Description of the task: Restate every record exactly, with nothing skipped.
^^^^
//! Logging service

use crate::models::{DeliveryFailure, LogLevel, Notice};
use tracing_subscriber::EnvFilter;

/// Filter directive for both the library and the `mailgram` binary
fn filter_for(level: LogLevel) -> String {
    let level = level.as_str();
    format!("mailgram_core={level},mailgram={level}")
}

/// Initialize logging with the specified level. `RUST_LOG` takes precedence
/// when set.
pub fn init_logging(level: LogLevel) -> Result<(), Box<dyn std::error::Error + Send + Sync>> {
    let filter =
        EnvFilter::try_from_default_env().unwrap_or_else(|_| EnvFilter::new(filter_for(level)));

    tracing_subscriber::fmt()
        .with_env_filter(filter)
        .with_writer(std::io::stderr)
        .try_init()
}

/// Log a failed chunk or attachment send
pub fn log_delivery_failure(failure: &DeliveryFailure) {
    tracing::warn!(
        kind = failure.kind().as_str(),
        step = %failure.step,
        error = %failure.error,
        "Delivery step failed"
    );
}

/// Log a notice handed to a sink
pub fn log_notice(notice: &Notice) {
    tracing::warn!(
        kind = notice.kind.as_str(),
        message = notice.message.as_str(),
        "Dispatch notice"
    );
}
^^^^
Solution for this problem:
//! Logging service

use crate::models::{DeliveryFailure, LogLevel, Notice};
use tracing_subscriber::EnvFilter;

/// Filter directive for both the library and the `mailgram` binary
fn filter_for(level: LogLevel) -> String {
    let level = level.as_str();
    format!("mailgram_core={level},mailgram={level}")
}

/// Initialize logging with the specified level. `RUST_LOG` takes precedence
/// when set.
pub fn init_logging(level: LogLevel) -> Result<(), Box<dyn std::error::Error + Send + Sync>> {
    let filter =
        EnvFilter::try_from_default_env().unwrap_or_else(|_| EnvFilter::new(filter_for(level)));

    tracing_subscriber::fmt()
        .with_env_filter(filter)
        .with_writer(std::io::stderr)
        .try_init()
}

/// Log a failed chunk or attachment send
pub fn log_delivery_failure(failure: &DeliveryFailure) {
    tracing::warn!(
        kind = failure.kind().as_str(),
        step = %failure.step,
        error = %failure.error,
        "Delivery step failed"
    );
}

/// Log a notice handed to a sink
pub fn log_notice(notice: &Notice) {
    tracing::warn!(
        kind = notice.kind.as_str(),
        message = notice.message.as_str(),
        "Dispatch notice"
    );
}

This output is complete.